A second way that the CJEU could consider is to expand legal protection with an extensive interpretation of Articles 13, 14 and 15 of the GDPR. A possible leeway can be found in their wording: “the existence of automated decision-making, including profiling, referred to in Article 22(1) and (4) and, at least in those cases, meaningful information about the logic involved, as well as the significance and the envisaged consequences of such processing for the data subject” (emphasis added). The words “at least in those cases”(with reference to solely automated decisions) could be interpreted by the Court to extend this transparency obligation also to cases where a decision is based on the credit scoring, even though not formally qualifying under Article 22(1) of the GDPR. Even if not formally a decision, credit scoring has an inherently negative impact on the data subject and stigmatizing effects, as rightfully acknowledged in the opinion (§43 Opinion). Increasing transparency when credit scoring is calculated would empower data subjects when it matters the most. Under Articles 13 and 14 of the GDPR, when data are collected and before a decision is taken. Under Article 15 of the GDPR, also after the decision is taken, so that the data subject is able to effectively contest the scoring which formed the basis of the decision.

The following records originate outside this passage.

//! Logging initialization for udpfilter.
//!
//! Configures `tracing-subscriber` from the `[general]` section of
//! `UdpFilterConfig`. Log lines go to stderr; stdout carries the
//! counter report only.

use anyhow::Result;
use tracing_subscriber::EnvFilter;
use tracing_subscriber::layer::SubscriberExt;
use tracing_subscriber::util::SubscriberInitExt;

use udpfilter_core::config::GeneralConfig;

/// Initialize the global tracing subscriber.
///
/// Must be called exactly once, before any tracing macros are used.
/// `RUST_LOG` takes precedence over `config.log_level`.
///
/// # Formats
///
/// * `"json"` - Machine-parseable JSON lines
/// * `"pretty"` - Human-readable output (default)
pub fn init_tracing(config: &GeneralConfig) -> Result<()> {
    let env_filter =
        EnvFilter::try_from_default_env().unwrap_or_else(|_| EnvFilter::new(&config.log_level));

    match config.log_format.as_str() {
        "json" => {
            tracing_subscriber::registry()
                .with(env_filter)
                .with(
                    tracing_subscriber::fmt::layer()
                        .json()
                        .with_writer(std::io::stderr),
                )
                .try_init()
                .map_err(|e| {
                    anyhow::anyhow!("failed to initialize JSON tracing subscriber: {}", e)
                })?;
        }
        "pretty" => {
            tracing_subscriber::registry()
                .with(env_filter)
                .with(
                    tracing_subscriber::fmt::layer()
                        .pretty()
                        .with_writer(std::io::stderr),
                )
                .try_init()
                .map_err(|e| {
                    anyhow::anyhow!("failed to initialize pretty tracing subscriber: {}", e)
                })?;
        }
        _ => {
            return Err(anyhow::anyhow!(
                "unknown log format '{}', expected 'json' or 'pretty'",
                config.log_format
            ));
        }
    }

    Ok(())
}
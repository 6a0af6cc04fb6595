//! Attach failures.
//!
//! Nothing is installed, nothing is reported and the exit status is 1.

use udpfilter_daemon::exit::Termination;
use udpfilter_daemon::runner::run_filter;
use udpfilter_engine::SoftwareDriver;

use crate::helpers::harness::fast_config;
use crate::helpers::output::SharedBuf;

/// Program load/verification failure.
#[tokio::test]
async fn test_e2e_load_failure_exits_one() {
    let driver = SoftwareDriver::new();
    let hook = driver.hook();
    hook.fail_next_load("verifier rejected program");
    let output = SharedBuf::default();

    let termination = run_filter(
        driver,
        "veth0",
        &fast_config(),
        output.clone(),
        std::future::pending(),
    )
    .await;

    assert_eq!(termination, Termination::AttachFailed);
    assert_eq!(termination.code(), 1);
    assert_eq!(hook.attach_calls(), 0);
    assert!(output.contents().is_empty(), "no banner before attach");
}

/// Interface binding failure.
#[tokio::test]
async fn test_e2e_attach_failure_exits_one() {
    let driver = SoftwareDriver::new();
    let hook = driver.hook();
    hook.fail_next_attach("no such device");
    let output = SharedBuf::default();

    let termination = run_filter(
        driver,
        "nonexistent0",
        &fast_config(),
        output.clone(),
        std::future::pending(),
    )
    .await;

    assert_eq!(termination, Termination::AttachFailed);
    assert!(!hook.is_attached());
    assert_eq!(hook.detach_calls(), 0);
    assert!(output.contents().is_empty());
}
//! 헤더 파서 — 고정 크기 헤더의 필드 추출
//!
//! 각 단계는 `(frame, offset)`을 받아 고정 헤더 전체가 프레임 안에 있는지
//! 먼저 확인하고, 필드와 다음 헤더의 오프셋을 반환합니다.
//! 헤더가 잘려 있으면 [`Truncated`]를 반환하며, 호출자는 "여기서 중단"으로 처리합니다.
//!
//! ```text
//! Ethernet ─▶ VLAN? ─▶ VLAN? ─┬─▶ IPv4 ─▶ UDP (포트 재작성)
//!                             └─▶ IPv6 (next header만)
//! ```

use crate::frame::{Frame, Truncated};
use crate::{
    ETH_HDR_LEN, ETH_P_8021AD, ETH_P_8021Q, FilterConfig, IP_FRAGMENT_MASK, IPV4_HDR_LEN,
    IPV6_HDR_LEN, PROTO_UDP, UDP_HDR_LEN, VLAN_HDR_LEN,
};

/// 프레임 한 개의 분류 중에만 존재하는 메타데이터
///
/// 주소와 포트는 호스트 바이트 오더로 저장합니다.
#[derive(Debug, Clone, Copy, Default, PartialEq, Eq)]
pub struct PacketMeta {
    /// 출발지 IPv4 주소
    pub source_address: u32,
    /// 목적지 IPv4 주소
    pub dest_address: u32,
    /// 출발지 UDP 포트
    pub source_port: u16,
    /// 목적지 UDP 포트 (재작성 이전 값)
    pub dest_port: u16,
}

/// Ethernet 또는 VLAN 헤더를 지난 지점의 ether type
#[derive(Debug, Clone, Copy, PartialEq, Eq)]
pub struct EtherLayer {
    /// 캡슐화된 프로토콜
    pub ether_type: u16,
    /// 다음 헤더의 시작 오프셋
    pub next: usize,
}

/// IPv4 고정 헤더 필드
#[derive(Debug, Clone, Copy, PartialEq, Eq)]
pub struct Ipv4Header {
    /// IP 프로토콜 번호
    pub protocol: u8,
    /// total length 필드
    pub total_length: u16,
    /// flags + fragment offset 필드 (호스트 바이트 오더)
    pub fragment_flags: u16,
    /// 출발지 주소
    pub source_address: u32,
    /// 목적지 주소
    pub dest_address: u32,
    /// L4 헤더 시작 오프셋 (고정 헤더 길이만큼 전진)
    pub next: usize,
}

impl Ipv4Header {
    /// MF 비트 또는 fragment offset이 설정되어 있는지 확인합니다.
    #[inline(always)]
    pub fn is_fragmented(&self) -> bool {
        self.fragment_flags & IP_FRAGMENT_MASK != 0
    }
}

/// IPv4 파싱 결과
#[derive(Debug, Clone, Copy, PartialEq, Eq)]
pub enum Ipv4Outcome {
    /// 단편화된 패킷 — L4 헤더가 없을 수 있으므로 드롭 대상
    Fragmented {
        /// IP 프로토콜 번호
        protocol: u8,
    },
    /// 분류 완료
    Classified {
        /// IP 프로토콜 번호
        protocol: u8,
        /// 주소/포트 메타데이터
        meta: PacketMeta,
        /// UDP 목적지 포트가 재작성되었는지 여부
        rewritten: bool,
    },
}

/// IPv6 고정 헤더 필드
#[derive(Debug, Clone, Copy, PartialEq, Eq)]
pub struct Ipv6Header {
    /// next header 필드 (확장 헤더 체인은 따라가지 않음)
    pub next_header: u8,
    /// payload length 필드
    pub payload_length: u16,
    /// 다음 헤더의 시작 오프셋
    pub next: usize,
}

/// UDP 파싱 결과
#[derive(Debug, Clone, Copy, PartialEq, Eq)]
pub struct UdpOutcome {
    /// 출발지 포트
    pub source_port: u16,
    /// 재작성 이전의 목적지 포트
    pub dest_port: u16,
    /// 목적지 포트를 egress 포트로 바꿨는지 여부
    pub rewritten: bool,
}

/// Ethernet 헤더를 파싱합니다.
#[inline(always)]
pub fn parse_ethernet<F: Frame + ?Sized>(
    frame: &F,
    offset: usize,
) -> Result<EtherLayer, Truncated> {
    ensure(frame, offset, ETH_HDR_LEN)?;
    // dst MAC(6) + src MAC(6) 뒤에 ether type
    let ether_type = frame.load_be16(offset + 12)?;
    Ok(EtherLayer {
        ether_type,
        next: offset + ETH_HDR_LEN,
    })
}

/// VLAN 태그 한 겹을 벗겨냅니다.
///
/// `layer.ether_type`이 802.1Q/802.1AD가 아니면 입력을 그대로 반환합니다.
/// 이중 태그 프레임을 처리하려면 두 번 연속 호출합니다.
#[inline(always)]
pub fn parse_vlan<F: Frame + ?Sized>(frame: &F, layer: EtherLayer) -> Result<EtherLayer, Truncated> {
    if !is_vlan_tag(layer.ether_type) {
        return Ok(layer);
    }
    ensure(frame, layer.next, VLAN_HDR_LEN)?;
    // TCI(2) 뒤에 encapsulated proto
    let ether_type = frame.load_be16(layer.next + 2)?;
    Ok(EtherLayer {
        ether_type,
        next: layer.next + VLAN_HDR_LEN,
    })
}

/// IPv4 고정 헤더 필드를 읽습니다.
#[inline(always)]
pub fn parse_ipv4_header<F: Frame + ?Sized>(
    frame: &F,
    offset: usize,
) -> Result<Ipv4Header, Truncated> {
    ensure(frame, offset, IPV4_HDR_LEN)?;
    Ok(Ipv4Header {
        total_length: frame.load_be16(offset + 2)?,
        fragment_flags: frame.load_be16(offset + 6)?,
        protocol: frame.load_u8(offset + 9)?,
        source_address: frame.load_be32(offset + 12)?,
        dest_address: frame.load_be32(offset + 16)?,
        next: offset + IPV4_HDR_LEN,
    })
}

/// IPv4 패킷을 파싱하고, UDP이면 포트 재작성까지 수행합니다.
///
/// 단편화된 패킷은 UDP 헤더를 보지 않고 [`Ipv4Outcome::Fragmented`]를 반환합니다.
/// UDP 헤더가 잘려 있으면 재작성 없이 프로토콜 번호(17)로 분류합니다.
#[inline(always)]
pub fn parse_ipv4<F: Frame + ?Sized>(
    frame: &mut F,
    offset: usize,
    config: &FilterConfig,
) -> Result<Ipv4Outcome, Truncated> {
    let header = parse_ipv4_header(frame, offset)?;
    if header.is_fragmented() {
        return Ok(Ipv4Outcome::Fragmented {
            protocol: header.protocol,
        });
    }

    let mut meta = PacketMeta {
        source_address: header.source_address,
        dest_address: header.dest_address,
        ..PacketMeta::default()
    };

    let mut rewritten = false;
    if header.protocol == PROTO_UDP {
        if let Ok(udp) = parse_udp(frame, header.next, &mut meta, config) {
            rewritten = udp.rewritten;
        }
    }

    Ok(Ipv4Outcome::Classified {
        protocol: header.protocol,
        meta,
        rewritten,
    })
}

/// IPv6 고정 헤더를 파싱합니다.
#[inline(always)]
pub fn parse_ipv6<F: Frame + ?Sized>(frame: &F, offset: usize) -> Result<Ipv6Header, Truncated> {
    ensure(frame, offset, IPV6_HDR_LEN)?;
    Ok(Ipv6Header {
        payload_length: frame.load_be16(offset + 4)?,
        next_header: frame.load_u8(offset + 6)?,
        next: offset + IPV6_HDR_LEN,
    })
}

/// UDP 헤더를 파싱하고 목적지 포트를 재작성합니다.
///
/// 목적지 포트가 `config.ingress_port`이면 제자리에서 `config.egress_port`로 바꿉니다.
/// 체크섬은 갱신하지 않습니다.
#[inline(always)]
pub fn parse_udp<F: Frame + ?Sized>(
    frame: &mut F,
    offset: usize,
    meta: &mut PacketMeta,
    config: &FilterConfig,
) -> Result<UdpOutcome, Truncated> {
    ensure(frame, offset, UDP_HDR_LEN)?;
    let source_port = frame.load_be16(offset)?;
    let dest_port = frame.load_be16(offset + 2)?;
    meta.source_port = source_port;
    meta.dest_port = dest_port;

    let rewritten = if dest_port == config.ingress_port {
        frame.store_be16(offset + 2, config.egress_port)?;
        true
    } else {
        false
    };

    Ok(UdpOutcome {
        source_port,
        dest_port,
        rewritten,
    })
}

#[inline(always)]
fn is_vlan_tag(ether_type: u16) -> bool {
    ether_type == ETH_P_8021Q || ether_type == ETH_P_8021AD
}

#[inline(always)]
fn ensure<F: Frame + ?Sized>(frame: &F, offset: usize, size: usize) -> Result<(), Truncated> {
    if frame.has(offset, size) {
        Ok(())
    } else {
        Err(Truncated {
            offset,
            needed: size,
        })
    }
}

Conclusively, while the opinion of AG aims to expand legal protection for data subjects, the concepts of “decisive role”, “predominantly based”, and “discretion” require detailed interpretative guidance by the CJEU in order to be effectively applied. To avoid the loopholes of this reading, the Court could consider expanding legal protection through an extensive reading of transparency obligations. At DigiCon, we surely cannot wait to read this landmark judgment which will undoubtedly have profound consequences for the Black Box society we live in.